The proposals to enhance retirement age and reduce pensions of personnel seeking premature retirement were aimed at the welfare of the frontline combat soldiers, Chief of Defence Staff General Bipin Rawat said on Friday.
The seniormost defence officer in the country said with these proposals, only those personnel are unhappy who are technically qualified and want to seek opportunities outside taking retirement with full pension.
"We are, however, more concerned about the well-being of the competent frontline soldiers who face the real hardships and on whose courage and valour, we all seem to be basking in glory," General Rawat told ANI on the new proposals initiated by the Department of Military Affairs under him.
The proposals to increase the retirement age of both officers and jawans and reduction in pension entitlements of personnel seeking premature retirement have come under criticism from some quarters within the veterans' community after a document with details of the proposal was leaked on social media earlier this week.
General Rawat said the frontline combatant soldier spends his entire youth and early years of service in places like Siachen, Drass, Tawang, Gurez and Sikkim borders and mostly stay away from their families and during their peace tenures also, they are mostly tasked to do internal security or state government assistance tasks.
He said the combatant soldier when forced to leave service at a relatively young age after 17 years of service, gets around Rs 18,000 per month and has to look after his family, children's education and accommodation.
"Hence, he and his wife are out looking for second employment to ensure decent living and sometimes, even picks up a menial job. One way to get better emoluments is to get disability benefits. Should we encourage this type of behaviour," the CDS said.

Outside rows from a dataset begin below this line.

use tokio::time::{sleep, Duration, Instant};

/// Reserve-next-slot pacer for spacing outbound API calls.
///
/// Best-effort defense against the platform's flood limits on bulk sends;
/// it spaces calls, it does not guarantee the remote never throttles.
#[derive(Debug)]
pub struct IntervalPacer {
    interval: Duration,
    next: Instant,
}

impl IntervalPacer {
    pub fn new(interval: Duration) -> Self {
        Self {
            interval,
            next: Instant::now(),
        }
    }

    /// Reserve the next slot and return the wait required before using it.
    fn reserve(&mut self) -> Duration {
        let now = Instant::now();
        let start = if now >= self.next { now } else { self.next };
        self.next = start + self.interval;
        start.saturating_duration_since(now)
    }

    /// Wait until the next slot is available.
    pub async fn wait(&mut self) {
        let wait = self.reserve();
        if wait > Duration::ZERO {
            sleep(wait).await;
        }
    }
}
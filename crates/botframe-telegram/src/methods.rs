//! One thin builder per supported Bot API method.
//!
//! Each builder assembles a parameter set and delegates to
//! `Client::execute`; the executor's payload comes back untransformed. The
//! addressee is an explicit `ChatId` at every call site — the stateful
//! convenience layer lives in `bot`.

use async_trait::async_trait;
use serde_json::Value;

use botframe_core::{
    domain::{ChatId, MessageId},
    keyboard::InlineKeyboardMarkup,
    params::Params,
    port::{Outbound, ParseMode, SendOptions},
    Error, Result,
};

use crate::client::Client;

/// Options for `send_photo`.
#[derive(Clone, Debug, Default)]
pub struct PhotoOptions {
    pub caption: Option<String>,
    pub reply_markup: Option<InlineKeyboardMarkup>,
    pub disable_notification: bool,
}

/// Options for message edits.
#[derive(Clone, Debug)]
pub struct EditOptions {
    pub parse_mode: ParseMode,
    pub disable_web_page_preview: bool,
    pub reply_markup: Option<InlineKeyboardMarkup>,
}

impl Default for EditOptions {
    fn default() -> Self {
        Self {
            parse_mode: ParseMode::Html,
            disable_web_page_preview: false,
            reply_markup: None,
        }
    }
}

/// Options for `answer_inline_query`, including the switch-to-private-chat
/// button shown above the results.
#[derive(Clone, Debug)]
pub struct InlineQueryOptions {
    pub switch_pm_text: Option<String>,
    pub switch_pm_parameter: Option<String>,
    pub is_personal: bool,
    pub cache_time: u32,
}

impl Default for InlineQueryOptions {
    fn default() -> Self {
        Self {
            switch_pm_text: None,
            switch_pm_parameter: None,
            is_personal: true,
            cache_time: 300,
        }
    }
}

/// Chat status shown to the user for a few seconds.
#[derive(Clone, Copy, Debug, PartialEq, Eq)]
pub enum ChatAction {
    Typing,
    UploadPhoto,
    UploadDocument,
}

impl ChatAction {
    pub fn as_str(&self) -> &'static str {
        match self {
            ChatAction::Typing => "typing",
            ChatAction::UploadPhoto => "upload_photo",
            ChatAction::UploadDocument => "upload_document",
        }
    }
}

impl Client {
    pub async fn send_message(
        &self,
        chat: ChatId,
        text: &str,
        options: &SendOptions,
    ) -> Result<Value> {
        let mut params = Params::new();
        params.push("chat_id", chat);
        params.push("text", text);
        params.push("parse_mode", options.parse_mode.as_str());
        params.push("disable_web_page_preview", options.disable_web_page_preview);
        params.push("disable_notification", options.disable_notification);
        params.push_opt("reply_to_message_id", options.reply_to_message_id);
        if let Some(markup) = &options.reply_markup {
            params.push_json("reply_markup", markup)?;
        }
        self.execute("sendMessage", params).await
    }

    pub async fn forward_message(
        &self,
        chat: ChatId,
        from_chat: ChatId,
        message_id: MessageId,
        disable_notification: bool,
    ) -> Result<Value> {
        let mut params = Params::new();
        params.push("chat_id", chat);
        params.push("from_chat_id", from_chat);
        params.push("message_id", message_id);
        params.push("disable_notification", disable_notification);
        self.execute("forwardMessage", params).await
    }

    /// `photo` is a file id or a URL; uploads are not supported here.
    pub async fn send_photo(
        &self,
        chat: ChatId,
        photo: &str,
        options: &PhotoOptions,
    ) -> Result<Value> {
        let mut params = Params::new();
        params.push("chat_id", chat);
        params.push("photo", photo);
        params.push_opt("caption", options.caption.as_deref());
        params.push("disable_notification", options.disable_notification);
        if let Some(markup) = &options.reply_markup {
            params.push_json("reply_markup", markup)?;
        }
        self.execute("sendPhoto", params).await
    }

    pub async fn send_sticker(
        &self,
        chat: ChatId,
        sticker: &str,
        disable_notification: bool,
    ) -> Result<Value> {
        let mut params = Params::new();
        params.push("chat_id", chat);
        params.push("sticker", sticker);
        params.push("disable_notification", disable_notification);
        self.execute("sendSticker", params).await
    }

    pub async fn send_chat_action(&self, chat: ChatId, action: ChatAction) -> Result<Value> {
        let mut params = Params::new();
        params.push("chat_id", chat);
        params.push("action", action.as_str());
        self.execute("sendChatAction", params).await
    }

    pub async fn edit_message_text(
        &self,
        chat: ChatId,
        message_id: MessageId,
        text: &str,
        options: &EditOptions,
    ) -> Result<Value> {
        let mut params = Params::new();
        params.push("chat_id", chat);
        params.push("message_id", message_id);
        params.push("text", text);
        params.push("parse_mode", options.parse_mode.as_str());
        params.push("disable_web_page_preview", options.disable_web_page_preview);
        if let Some(markup) = &options.reply_markup {
            params.push_json("reply_markup", markup)?;
        }
        self.execute("editMessageText", params).await
    }

    /// Edit a message that was sent via an inline query result.
    pub async fn edit_inline_message_text(
        &self,
        inline_message_id: &str,
        text: &str,
        options: &EditOptions,
    ) -> Result<Value> {
        let mut params = Params::new();
        params.push("inline_message_id", inline_message_id);
        params.push("text", text);
        params.push("parse_mode", options.parse_mode.as_str());
        params.push("disable_web_page_preview", options.disable_web_page_preview);
        if let Some(markup) = &options.reply_markup {
            params.push_json("reply_markup", markup)?;
        }
        self.execute("editMessageText", params).await
    }

    pub async fn edit_message_reply_markup(
        &self,
        chat: ChatId,
        message_id: MessageId,
        markup: &InlineKeyboardMarkup,
    ) -> Result<Value> {
        let mut params = Params::new();
        params.push("chat_id", chat);
        params.push("message_id", message_id);
        params.push_json("reply_markup", markup)?;
        self.execute("editMessageReplyMarkup", params).await
    }

    pub async fn answer_callback_query(
        &self,
        callback_id: &str,
        text: Option<&str>,
        show_alert: bool,
    ) -> Result<Value> {
        let mut params = Params::new();
        params.push("callback_query_id", callback_id);
        params.push_opt("text", text);
        params.push("show_alert", show_alert);
        self.execute("answerCallbackQuery", params).await
    }

    /// `results` must be a JSON array of InlineQueryResult objects.
    pub async fn answer_inline_query(
        &self,
        inline_query_id: &str,
        results: &Value,
        options: &InlineQueryOptions,
    ) -> Result<Value> {
        if !results.is_array() {
            return Err(Error::Validation(
                "inline query results must be a JSON array".to_string(),
            ));
        }

        let mut params = Params::new();
        params.push("inline_query_id", inline_query_id);
        params.push_json("results", results)?;
        params.push("is_personal", options.is_personal);
        params.push("cache_time", options.cache_time);
        params.push_opt("switch_pm_text", options.switch_pm_text.as_deref());
        params.push_opt(
            "switch_pm_parameter",
            options.switch_pm_parameter.as_deref(),
        );
        self.execute("answerInlineQuery", params).await
    }

    pub async fn get_chat(&self, chat: ChatId) -> Result<Value> {
        let mut params = Params::new();
        params.push("chat_id", chat);
        self.execute("getChat", params).await
    }

    pub async fn get_me(&self) -> Result<Value> {
        self.execute("getMe", Params::new()).await
    }

    /// Long-poll for updates. Invalid combinations fail before any network
    /// call: `limit` outside 1..=100 or a timeout above 60 s.
    pub async fn get_updates(
        &self,
        offset: Option<i64>,
        limit: u32,
        timeout_secs: u32,
    ) -> Result<Value> {
        if !(1..=100).contains(&limit) {
            return Err(Error::Validation(format!(
                "getUpdates limit must be within 1..=100, got {limit}"
            )));
        }
        if timeout_secs > 60 {
            return Err(Error::Validation(format!(
                "getUpdates timeout must be at most 60s, got {timeout_secs}"
            )));
        }

        let mut params = Params::new();
        params.push_opt("offset", offset);
        params.push("limit", limit);
        params.push("timeout", timeout_secs);
        self.execute("getUpdates", params).await
    }
}

#[async_trait]
impl Outbound for Client {
    async fn chat_info(&self, chat: ChatId) -> Result<Value> {
        self.get_chat(chat).await
    }

    async fn send_text(&self, chat: ChatId, text: &str, options: &SendOptions) -> Result<Value> {
        self.send_message(chat, text, options).await
    }
}
use std::fmt;

/// Telegram chat id (numeric). Also identifies a user in a private chat,
/// which is what the subscriber store keeps.
#[derive(Clone, Copy, Debug, PartialEq, Eq, Hash)]
pub struct ChatId(pub i64);

/// Telegram message id (numeric, scoped to a chat).
#[derive(Clone, Copy, Debug, PartialEq, Eq, Hash)]
pub struct MessageId(pub i32);

// Ids render into url-encoded query parameters.
impl fmt::Display for ChatId {
    fn fmt(&self, f: &mut fmt::Formatter<'_>) -> fmt::Result {
        self.0.fmt(f)
    }
}

impl fmt::Display for MessageId {
    fn fmt(&self, f: &mut fmt::Formatter<'_>) -> fmt::Result {
        self.0.fmt(f)
    }
}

He said by extending the ages of the retirement of services and some other like the Corps of Military Police and clerical staff, "we should be able to care for combatants by lateral absorption into the services after they have done their hard tenures."
"We cannot send them out of service with a family and young children still in school to fend with a meagre pension," the CDS said.
On the issue of extending service tenure of officers, the CDS said Colonels retire at 54 and then seek reemployment to serve till age of 58 and they have to be employed in a lower status.
"Is this a good way of extending service or should we not allow them to serve longer with respect for the rank," Gen Arafat said.